- Activity -
How do the lines below between the ones holding "of two adjacent" and "(only used for", inclusive, read? Give them again exactly, with no other lines.

◇ ◇ ◇

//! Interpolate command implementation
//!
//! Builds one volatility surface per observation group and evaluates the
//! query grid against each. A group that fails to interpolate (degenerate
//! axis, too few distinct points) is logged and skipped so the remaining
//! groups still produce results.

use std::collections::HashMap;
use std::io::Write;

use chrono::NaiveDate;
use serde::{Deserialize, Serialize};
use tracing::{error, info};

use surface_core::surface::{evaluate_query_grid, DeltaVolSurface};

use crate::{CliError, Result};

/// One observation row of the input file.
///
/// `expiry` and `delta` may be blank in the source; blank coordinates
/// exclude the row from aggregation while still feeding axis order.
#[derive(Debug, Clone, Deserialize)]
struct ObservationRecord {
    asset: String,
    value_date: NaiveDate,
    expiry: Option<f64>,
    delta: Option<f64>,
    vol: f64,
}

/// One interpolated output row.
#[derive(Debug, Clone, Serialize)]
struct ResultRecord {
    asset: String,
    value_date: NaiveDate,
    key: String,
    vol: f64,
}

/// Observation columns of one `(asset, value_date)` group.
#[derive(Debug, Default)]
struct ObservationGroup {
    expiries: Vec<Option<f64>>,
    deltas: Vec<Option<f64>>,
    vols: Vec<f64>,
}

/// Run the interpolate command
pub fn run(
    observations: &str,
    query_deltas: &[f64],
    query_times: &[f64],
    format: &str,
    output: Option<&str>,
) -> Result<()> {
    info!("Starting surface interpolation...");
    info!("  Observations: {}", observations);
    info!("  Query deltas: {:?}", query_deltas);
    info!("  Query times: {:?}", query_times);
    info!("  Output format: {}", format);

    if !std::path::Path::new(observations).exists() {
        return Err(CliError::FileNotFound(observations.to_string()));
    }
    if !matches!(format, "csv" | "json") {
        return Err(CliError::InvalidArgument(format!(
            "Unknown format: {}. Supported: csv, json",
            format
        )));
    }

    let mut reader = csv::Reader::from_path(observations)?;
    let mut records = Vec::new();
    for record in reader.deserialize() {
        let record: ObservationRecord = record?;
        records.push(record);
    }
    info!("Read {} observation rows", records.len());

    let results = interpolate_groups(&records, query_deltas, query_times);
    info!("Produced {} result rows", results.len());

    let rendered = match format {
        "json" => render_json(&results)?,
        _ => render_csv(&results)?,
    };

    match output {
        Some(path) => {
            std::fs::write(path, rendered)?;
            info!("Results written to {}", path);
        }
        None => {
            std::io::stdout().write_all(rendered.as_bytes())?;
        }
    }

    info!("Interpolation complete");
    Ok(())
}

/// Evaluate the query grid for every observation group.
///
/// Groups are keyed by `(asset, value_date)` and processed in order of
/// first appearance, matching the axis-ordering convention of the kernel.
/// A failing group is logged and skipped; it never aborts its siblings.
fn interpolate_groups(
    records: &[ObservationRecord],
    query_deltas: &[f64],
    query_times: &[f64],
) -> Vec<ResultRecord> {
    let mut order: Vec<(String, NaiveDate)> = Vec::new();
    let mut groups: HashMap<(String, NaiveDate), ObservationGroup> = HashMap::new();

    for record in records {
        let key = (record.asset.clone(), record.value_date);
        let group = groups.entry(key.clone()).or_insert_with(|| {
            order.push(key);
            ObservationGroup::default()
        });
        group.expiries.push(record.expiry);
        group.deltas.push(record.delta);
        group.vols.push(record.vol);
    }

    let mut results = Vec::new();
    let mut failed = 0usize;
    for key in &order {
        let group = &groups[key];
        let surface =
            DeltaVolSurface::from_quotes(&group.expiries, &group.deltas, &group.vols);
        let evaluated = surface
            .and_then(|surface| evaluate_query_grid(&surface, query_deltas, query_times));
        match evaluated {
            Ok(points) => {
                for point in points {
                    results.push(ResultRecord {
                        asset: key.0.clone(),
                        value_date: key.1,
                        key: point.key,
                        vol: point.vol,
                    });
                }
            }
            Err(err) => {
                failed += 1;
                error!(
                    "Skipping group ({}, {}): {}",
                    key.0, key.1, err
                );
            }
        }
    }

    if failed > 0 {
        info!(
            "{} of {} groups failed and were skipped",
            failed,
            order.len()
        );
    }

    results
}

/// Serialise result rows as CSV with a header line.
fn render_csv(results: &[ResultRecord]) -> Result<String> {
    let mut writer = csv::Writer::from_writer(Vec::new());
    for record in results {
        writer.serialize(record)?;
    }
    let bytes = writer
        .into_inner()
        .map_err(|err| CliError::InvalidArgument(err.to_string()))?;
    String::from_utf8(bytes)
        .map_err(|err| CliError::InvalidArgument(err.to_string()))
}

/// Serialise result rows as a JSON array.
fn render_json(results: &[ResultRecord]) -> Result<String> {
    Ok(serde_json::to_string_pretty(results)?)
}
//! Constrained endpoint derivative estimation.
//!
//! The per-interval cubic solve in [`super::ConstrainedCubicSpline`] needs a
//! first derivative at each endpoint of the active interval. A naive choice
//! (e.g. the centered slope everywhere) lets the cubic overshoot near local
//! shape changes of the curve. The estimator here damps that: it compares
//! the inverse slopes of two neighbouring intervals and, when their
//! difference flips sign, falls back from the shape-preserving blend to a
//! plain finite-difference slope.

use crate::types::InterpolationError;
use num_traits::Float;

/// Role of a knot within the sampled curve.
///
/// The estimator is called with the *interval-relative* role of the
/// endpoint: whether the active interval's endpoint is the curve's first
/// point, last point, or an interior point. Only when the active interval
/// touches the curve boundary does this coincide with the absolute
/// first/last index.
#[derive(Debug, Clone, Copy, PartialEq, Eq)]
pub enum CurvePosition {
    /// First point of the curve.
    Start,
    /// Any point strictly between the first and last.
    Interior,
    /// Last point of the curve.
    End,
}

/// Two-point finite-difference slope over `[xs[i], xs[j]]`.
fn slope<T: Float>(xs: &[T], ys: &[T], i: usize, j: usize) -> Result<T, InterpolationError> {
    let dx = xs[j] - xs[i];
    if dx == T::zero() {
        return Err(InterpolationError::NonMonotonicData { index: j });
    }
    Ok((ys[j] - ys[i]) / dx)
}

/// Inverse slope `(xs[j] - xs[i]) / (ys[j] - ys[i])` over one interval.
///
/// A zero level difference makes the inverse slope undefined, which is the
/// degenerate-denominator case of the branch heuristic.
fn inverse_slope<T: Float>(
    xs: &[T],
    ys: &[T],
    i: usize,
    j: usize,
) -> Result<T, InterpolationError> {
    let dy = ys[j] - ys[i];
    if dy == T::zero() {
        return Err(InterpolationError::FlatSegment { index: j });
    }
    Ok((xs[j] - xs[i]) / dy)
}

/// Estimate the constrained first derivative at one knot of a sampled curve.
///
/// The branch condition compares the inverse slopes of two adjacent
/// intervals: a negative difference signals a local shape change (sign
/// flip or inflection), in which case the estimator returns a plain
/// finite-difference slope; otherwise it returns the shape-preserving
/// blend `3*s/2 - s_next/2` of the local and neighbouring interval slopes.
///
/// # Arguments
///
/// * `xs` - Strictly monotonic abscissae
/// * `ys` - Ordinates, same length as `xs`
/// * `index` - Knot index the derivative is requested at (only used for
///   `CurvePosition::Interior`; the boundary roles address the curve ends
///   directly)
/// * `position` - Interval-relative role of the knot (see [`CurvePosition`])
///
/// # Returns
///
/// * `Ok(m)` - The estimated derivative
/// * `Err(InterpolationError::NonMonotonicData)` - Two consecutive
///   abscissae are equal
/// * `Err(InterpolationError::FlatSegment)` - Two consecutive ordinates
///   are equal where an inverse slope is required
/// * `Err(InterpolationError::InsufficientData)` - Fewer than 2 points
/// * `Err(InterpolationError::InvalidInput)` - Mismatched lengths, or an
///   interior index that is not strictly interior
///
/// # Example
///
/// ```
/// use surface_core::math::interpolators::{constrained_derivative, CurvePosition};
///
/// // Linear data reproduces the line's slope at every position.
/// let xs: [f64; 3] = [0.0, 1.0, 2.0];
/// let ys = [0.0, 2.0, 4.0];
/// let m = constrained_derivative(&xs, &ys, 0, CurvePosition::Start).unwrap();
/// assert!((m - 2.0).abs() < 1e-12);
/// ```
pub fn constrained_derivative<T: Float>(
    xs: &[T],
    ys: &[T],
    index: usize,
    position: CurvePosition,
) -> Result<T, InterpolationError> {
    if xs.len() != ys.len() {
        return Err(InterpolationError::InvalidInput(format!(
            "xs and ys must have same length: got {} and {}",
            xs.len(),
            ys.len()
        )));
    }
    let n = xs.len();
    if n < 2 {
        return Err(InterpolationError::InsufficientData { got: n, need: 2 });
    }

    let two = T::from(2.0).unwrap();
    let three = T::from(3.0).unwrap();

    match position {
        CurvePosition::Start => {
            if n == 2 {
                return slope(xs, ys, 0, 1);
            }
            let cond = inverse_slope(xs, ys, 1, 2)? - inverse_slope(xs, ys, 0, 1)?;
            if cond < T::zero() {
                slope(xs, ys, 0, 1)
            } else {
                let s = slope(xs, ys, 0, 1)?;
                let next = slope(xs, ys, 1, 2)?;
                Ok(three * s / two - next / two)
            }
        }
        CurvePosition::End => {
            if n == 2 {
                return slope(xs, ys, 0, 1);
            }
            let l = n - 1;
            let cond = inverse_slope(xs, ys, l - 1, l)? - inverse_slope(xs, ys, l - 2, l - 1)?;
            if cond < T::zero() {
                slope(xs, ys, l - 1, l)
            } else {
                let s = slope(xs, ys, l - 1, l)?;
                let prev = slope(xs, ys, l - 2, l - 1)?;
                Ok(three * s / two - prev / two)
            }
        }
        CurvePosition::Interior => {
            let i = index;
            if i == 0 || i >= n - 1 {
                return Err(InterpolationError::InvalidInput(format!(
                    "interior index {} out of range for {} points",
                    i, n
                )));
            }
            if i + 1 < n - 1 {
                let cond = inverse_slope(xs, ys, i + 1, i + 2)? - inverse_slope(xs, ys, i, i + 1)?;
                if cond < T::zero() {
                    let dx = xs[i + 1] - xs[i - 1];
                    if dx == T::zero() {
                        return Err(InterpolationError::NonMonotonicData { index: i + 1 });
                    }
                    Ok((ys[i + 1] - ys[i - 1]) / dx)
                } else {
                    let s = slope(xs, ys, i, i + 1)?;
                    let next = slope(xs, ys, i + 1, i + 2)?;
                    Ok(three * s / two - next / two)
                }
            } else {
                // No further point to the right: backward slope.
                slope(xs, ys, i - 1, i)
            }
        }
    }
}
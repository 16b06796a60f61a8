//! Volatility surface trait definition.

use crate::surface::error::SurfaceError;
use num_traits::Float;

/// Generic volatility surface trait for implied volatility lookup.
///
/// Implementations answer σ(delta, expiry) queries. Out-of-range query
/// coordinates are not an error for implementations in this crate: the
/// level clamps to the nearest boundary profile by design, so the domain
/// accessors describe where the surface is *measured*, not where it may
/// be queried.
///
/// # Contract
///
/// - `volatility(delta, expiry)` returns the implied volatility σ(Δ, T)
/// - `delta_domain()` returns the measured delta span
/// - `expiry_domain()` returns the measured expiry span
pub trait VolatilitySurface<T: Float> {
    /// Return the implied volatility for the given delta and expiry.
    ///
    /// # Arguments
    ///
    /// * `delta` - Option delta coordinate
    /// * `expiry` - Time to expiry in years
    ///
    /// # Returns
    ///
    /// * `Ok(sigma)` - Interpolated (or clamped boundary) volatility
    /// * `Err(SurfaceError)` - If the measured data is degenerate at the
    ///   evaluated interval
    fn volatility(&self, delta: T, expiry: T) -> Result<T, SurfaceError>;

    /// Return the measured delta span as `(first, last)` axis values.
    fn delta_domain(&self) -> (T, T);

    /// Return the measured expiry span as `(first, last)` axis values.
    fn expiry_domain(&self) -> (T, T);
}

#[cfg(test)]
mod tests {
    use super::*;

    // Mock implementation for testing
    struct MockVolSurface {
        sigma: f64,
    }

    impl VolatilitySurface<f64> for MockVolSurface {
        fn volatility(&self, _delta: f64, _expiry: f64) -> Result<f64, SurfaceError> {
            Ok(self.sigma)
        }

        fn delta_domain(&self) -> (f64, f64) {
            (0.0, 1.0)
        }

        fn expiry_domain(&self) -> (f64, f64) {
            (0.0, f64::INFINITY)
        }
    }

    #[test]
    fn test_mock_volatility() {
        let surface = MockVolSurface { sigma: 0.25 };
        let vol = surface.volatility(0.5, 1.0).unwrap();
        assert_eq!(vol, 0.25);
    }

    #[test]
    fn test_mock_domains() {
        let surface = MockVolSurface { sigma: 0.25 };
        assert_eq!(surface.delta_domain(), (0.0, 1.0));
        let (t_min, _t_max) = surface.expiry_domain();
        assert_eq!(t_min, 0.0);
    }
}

◇ ◇ ◇

- Problem solution -
/// The branch condition compares the inverse slopes of two adjacent
/// intervals: a negative difference signals a local shape change (sign
/// flip or inflection), in which case the estimator returns a plain
/// finite-difference slope; otherwise it returns the shape-preserving
/// blend `3*s/2 - s_next/2` of the local and neighbouring interval slopes.
///
/// # Arguments
///
/// * `xs` - Strictly monotonic abscissae
/// * `ys` - Ordinates, same length as `xs`
/// * `index` - Knot index the derivative is requested at (only used for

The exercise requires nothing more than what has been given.